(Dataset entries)
========

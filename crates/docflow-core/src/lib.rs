mod document;
mod error;
mod kind;
mod result;

pub use document::{DocumentContent, DocumentId, DocumentMetadata};
pub use error::{CoreError, Result};
pub use kind::WorkerKind;
pub use result::{DocumentResult, ResultStatus};

/// Marker substituted for a page whose OCR failed.
pub const OCR_PAGE_FAILED_MARKER: &str = "[OCR failed for this page]";
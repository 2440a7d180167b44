//! Worker configuration
//!
//! Sources, lowest precedence first: built-in defaults, an optional YAML
//! file, `DOCFLOW__SECTION__KEY` variables, then the legacy variable names
//! the deployment already sets (`RABBITMQ_HOST`, `GOOGLE_API_KEY`, ...).

use crate::delivery::AckPolicy;
use docflow_client::{GeminiSettings, RetryPolicy, S3Settings};
use docflow_core::WorkerKind;
use serde::{Deserialize, Serialize};
use std::collections::HashMap;
use std::time::Duration;
use thiserror::Error;

/// Legacy environment variables and the setting each one overrides.
const LEGACY_ENV: &[(&str, &str)] = &[
    ("RABBITMQ_HOST", "broker.host"),
    ("RABBITMQ_PORT", "broker.port"),
    ("RABBITMQ_USER", "broker.username"),
    ("RABBITMQ_PASS", "broker.password"),
    ("API_URL", "api.base_url"),
    ("MINIO_URL", "storage.endpoint"),
    ("MINIO_ACCESS_KEY", "storage.access_key"),
    ("MINIO_SECRET_KEY", "storage.secret_key"),
    ("MINIO_BUCKET_NAME", "storage.bucket"),
    ("GOOGLE_API_KEY", "genai.api_key"),
];

#[derive(Error, Debug)]
pub enum ConfigError {
    #[error("Failed to load configuration: {0}")]
    Load(#[from] config::ConfigError),

    #[error("Missing required setting {key} (set {env})")]
    Missing { key: &'static str, env: &'static str },
}

#[derive(Debug, Clone, Default, Serialize, Deserialize)]
#[serde(default)]
pub struct WorkerConfig {
    pub broker: BrokerSettings,
    pub api: ApiSettings,
    pub storage: StorageSettings,
    pub genai: GenAiSettings,
    pub ocr: OcrSettings,
    pub pipeline: PipelineSettings,
    pub monitoring: MonitoringSettings,
}

/// Message broker connection settings
#[derive(Debug, Clone, Serialize, Deserialize)]
#[serde(default)]
pub struct BrokerSettings {
    pub host: String,
    pub port: u16,
    pub username: String,
    pub password: String,
    pub vhost: String,
    /// Fixed delay between connection attempts
    pub reconnect_delay_secs: u64,
    /// Unacknowledged deliveries the broker may push at once
    pub prefetch: u16,
    /// Declare the topic exchange instead of assuming it exists
    pub declare_exchange: bool,
}

/// Document API settings
#[derive(Debug, Clone, Serialize, Deserialize)]
#[serde(default)]
pub struct ApiSettings {
    pub base_url: String,
    pub timeout_secs: u64,
    pub max_retries: u32,
    pub retry_base_delay_ms: u64,
}

/// Object storage settings (OCR worker only)
#[derive(Debug, Clone, Serialize, Deserialize)]
#[serde(default)]
pub struct StorageSettings {
    pub endpoint: String,
    pub bucket: String,
    pub region: String,
    pub access_key: String,
    pub secret_key: String,
}

/// Generative backend settings (summary worker only)
#[derive(Debug, Clone, Serialize, Deserialize)]
#[serde(default)]
pub struct GenAiSettings {
    pub endpoint: String,
    pub model: String,
    pub api_key: String,
    pub timeout_secs: u64,
    pub max_retries: u32,
}

/// OCR tool settings
#[derive(Debug, Clone, Serialize, Deserialize)]
#[serde(default)]
pub struct OcrSettings {
    pub pdftoppm_path: String,
    pub tesseract_path: String,
    pub language: String,
    pub dpi: u32,
}

/// Per-message processing settings
#[derive(Debug, Clone, Serialize, Deserialize)]
#[serde(default)]
pub struct PipelineSettings {
    pub ack_policy: AckPolicy,
    /// Stage time limits; 0 disables the limit
    pub fetch_timeout_secs: u64,
    pub transform_timeout_secs: u64,
    pub publish_timeout_secs: u64,
}

/// Monitoring settings
#[derive(Debug, Clone, Serialize, Deserialize)]
#[serde(default)]
pub struct MonitoringSettings {
    pub log_level: String,
    pub json_logs: bool,
}

impl Default for BrokerSettings {
    fn default() -> Self {
        Self {
            host: "localhost".to_string(),
            port: 5672,
            username: "user".to_string(),
            password: "password".to_string(),
            vhost: "/".to_string(),
            reconnect_delay_secs: 5,
            prefetch: 1,
            declare_exchange: true,
        }
    }
}

impl Default for ApiSettings {
    fn default() -> Self {
        Self {
            base_url: "http://paperless-rest-api:8080".to_string(),
            timeout_secs: 30,
            max_retries: 2,
            retry_base_delay_ms: 500,
        }
    }
}

impl Default for StorageSettings {
    fn default() -> Self {
        Self {
            endpoint: "http://minio:9000".to_string(),
            bucket: "documents".to_string(),
            region: "us-east-1".to_string(),
            access_key: String::new(),
            secret_key: String::new(),
        }
    }
}

impl Default for GenAiSettings {
    fn default() -> Self {
        Self {
            endpoint: GeminiSettings::DEFAULT_ENDPOINT.to_string(),
            model: GeminiSettings::DEFAULT_MODEL.to_string(),
            api_key: String::new(),
            timeout_secs: 120,
            max_retries: 2,
        }
    }
}

impl Default for OcrSettings {
    fn default() -> Self {
        Self {
            pdftoppm_path: "pdftoppm".to_string(),
            tesseract_path: "tesseract".to_string(),
            language: "eng".to_string(),
            dpi: 300,
        }
    }
}

impl Default for PipelineSettings {
    fn default() -> Self {
        Self {
            ack_policy: AckPolicy::default(),
            fetch_timeout_secs: 120,
            transform_timeout_secs: 900,
            publish_timeout_secs: 30,
        }
    }
}

impl Default for MonitoringSettings {
    fn default() -> Self {
        Self {
            log_level: "info".to_string(),
            json_logs: false,
        }
    }
}

impl WorkerConfig {
    /// Load configuration from an optional file and the process environment.
    pub fn load(path: Option<&str>) -> Result<Self, ConfigError> {
        let env = std::env::vars_os()
            .filter_map(|(key, value)| Some((key.into_string().ok()?, value.into_string().ok()?)))
            .collect();
        Self::load_from(path, env)
    }

    /// Load configuration from an optional file and the given environment.
    pub fn load_from(
        path: Option<&str>,
        env: HashMap<String, String>,
    ) -> Result<Self, ConfigError> {
        let defaults = config::Config::try_from(&WorkerConfig::default())?;
        let mut builder = config::Config::builder().add_source(defaults);

        if let Some(path) = path {
            builder = builder.add_source(config::File::with_name(path).required(true));
        }

        let prefixed: HashMap<String, String> = env
            .iter()
            .filter(|(key, _)| key.starts_with("DOCFLOW__"))
            .map(|(key, value)| (key.clone(), value.clone()))
            .collect();

        builder = builder.add_source(
            config::Environment::with_prefix("DOCFLOW")
                .prefix_separator("__")
                .separator("__")
                .try_parsing(true)
                .source(Some(prefixed)),
        );

        for (var, key) in LEGACY_ENV {
            if let Some(value) = env.get(*var) {
                builder = builder.set_override(*key, value.clone())?;
            }
        }

        Ok(builder.build()?.try_deserialize()?)
    }

    /// Check the settings a worker of `kind` cannot start without.
    pub fn validate(&self, kind: WorkerKind) -> Result<(), ConfigError> {
        match kind {
            WorkerKind::Summary => {
                if self.genai.api_key.is_empty() {
                    return Err(ConfigError::Missing {
                        key: "genai.api_key",
                        env: "GOOGLE_API_KEY",
                    });
                }
            }
            WorkerKind::Ocr => {
                if self.storage.access_key.is_empty() {
                    return Err(ConfigError::Missing {
                        key: "storage.access_key",
                        env: "MINIO_ACCESS_KEY",
                    });
                }
                if self.storage.secret_key.is_empty() {
                    return Err(ConfigError::Missing {
                        key: "storage.secret_key",
                        env: "MINIO_SECRET_KEY",
                    });
                }
            }
        }

        Ok(())
    }

    /// Consumer tag: `<kind>-worker-<hostname>-<pid>-<random>`.
    pub fn generate_consumer_tag(kind: WorkerKind) -> String {
        let hostname = hostname::get()
            .ok()
            .and_then(|h| h.into_string().ok())
            .unwrap_or_else(|| "unknown".to_string());
        let random = uuid::Uuid::new_v4().simple().to_string();

        format!("{}-worker-{}-{}-{}", kind, hostname, std::process::id(), &random[..8])
    }
}

impl BrokerSettings {
    pub fn reconnect_delay(&self) -> Duration {
        Duration::from_secs(self.reconnect_delay_secs)
    }
}

impl ApiSettings {
    pub fn timeout(&self) -> Duration {
        Duration::from_secs(self.timeout_secs)
    }

    pub fn retry_policy(&self) -> RetryPolicy {
        RetryPolicy::new(
            self.max_retries,
            Duration::from_millis(self.retry_base_delay_ms),
            Duration::from_secs(10),
        )
    }
}

impl StorageSettings {
    pub fn s3_settings(&self) -> S3Settings {
        S3Settings {
            endpoint: self.endpoint.clone(),
            bucket: self.bucket.clone(),
            region: self.region.clone(),
            access_key: self.access_key.clone(),
            secret_key: self.secret_key.clone(),
        }
    }
}

impl GenAiSettings {
    pub fn gemini_settings(&self) -> GeminiSettings {
        GeminiSettings {
            endpoint: self.endpoint.clone(),
            model: self.model.clone(),
            api_key: self.api_key.clone(),
            timeout: Duration::from_secs(self.timeout_secs),
        }
    }

    pub fn retry_policy(&self) -> RetryPolicy {
        RetryPolicy::new(self.max_retries, Duration::from_secs(1), Duration::from_secs(30))
    }
}

fn optional_limit(secs: u64) -> Option<Duration> {
    (secs > 0).then(|| Duration::from_secs(secs))
}

impl PipelineSettings {
    pub fn fetch_timeout(&self) -> Option<Duration> {
        optional_limit(self.fetch_timeout_secs)
    }

    pub fn transform_timeout(&self) -> Option<Duration> {
        optional_limit(self.transform_timeout_secs)
    }

    pub fn publish_timeout(&self) -> Option<Duration> {
        optional_limit(self.publish_timeout_secs)
    }
}
use async_trait::async_trait;
use s3::creds::Credentials;
use s3::error::S3Error;
use s3::{Bucket, Region};
use thiserror::Error;
use tracing::debug;

#[derive(Error, Debug)]
pub enum StorageError {
    #[error("Object not found: {0}")]
    NotFound(String),

    #[error("Object is empty: {0}")]
    Empty(String),

    #[error("Storage backend error: {0}")]
    Backend(String),

    #[error("Invalid storage configuration: {0}")]
    Config(String),
}

/// Read access to the bucket holding original document files.
#[async_trait]
pub trait ObjectStore: Send + Sync {
    /// Fetch the full object stored under `key`.
    async fn get(&self, key: &str) -> Result<Vec<u8>, StorageError>;
}

/// Connection settings for an S3-compatible store such as MinIO.
#[derive(Debug, Clone)]
pub struct S3Settings {
    pub endpoint: String,
    pub bucket: String,
    pub region: String,
    pub access_key: String,
    pub secret_key: String,
}

/// [`ObjectStore`] backed by an S3-compatible service, path-style addressed.
pub struct S3ObjectStore {
    bucket: Box<Bucket>,
}

impl S3ObjectStore {
    pub fn new(settings: &S3Settings) -> Result<Self, StorageError> {
        let region = Region::Custom {
            region: settings.region.clone(),
            endpoint: settings.endpoint.trim_end_matches('/').to_string(),
        };

        let credentials = Credentials::new(
            Some(&settings.access_key),
            Some(&settings.secret_key),
            None,
            None,
            None,
        )
        .map_err(|e| StorageError::Config(e.to_string()))?;

        let bucket = Bucket::new(&settings.bucket, region, credentials)
            .map_err(|e| StorageError::Config(e.to_string()))?
            .with_path_style();

        Ok(S3ObjectStore { bucket })
    }
}

#[async_trait]
impl ObjectStore for S3ObjectStore {
    async fn get(&self, key: &str) -> Result<Vec<u8>, StorageError> {
        debug!(bucket = %self.bucket.name(), key, "Downloading object");

        let response = match self.bucket.get_object(key).await {
            Ok(response) => response,
            Err(S3Error::HttpFailWithBody(404, _)) => {
                return Err(StorageError::NotFound(key.to_string()))
            }
            Err(e) => return Err(StorageError::Backend(e.to_string())),
        };

        match response.status_code() {
            200..=299 => {}
            404 => return Err(StorageError::NotFound(key.to_string())),
            status => {
                return Err(StorageError::Backend(format!(
                    "unexpected status {} for {}",
                    status, key
                )))
            }
        }

        let bytes = response.bytes().to_vec();
        if bytes.is_empty() {
            return Err(StorageError::Empty(key.to_string()));
        }

        Ok(bytes)
    }
}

========

**ASSIGNMENT:** Reprint the data above from the opening line to the line holding "repository 2440a7d180167b44", inclusive, and nothing else.

**EXERCISE OUTPUT:**
filename crates/docflow-core/src/lib.rs
mod document;
mod error;
mod kind;
mod result;

pub use document::{DocumentContent, DocumentId, DocumentMetadata};
pub use error::{CoreError, Result};
pub use kind::WorkerKind;
pub use result::{DocumentResult, ResultStatus};

/// Marker substituted for a page whose OCR failed.
pub const OCR_PAGE_FAILED_MARKER: &str = "[OCR failed for this page]";
repository 2440a7d180167b44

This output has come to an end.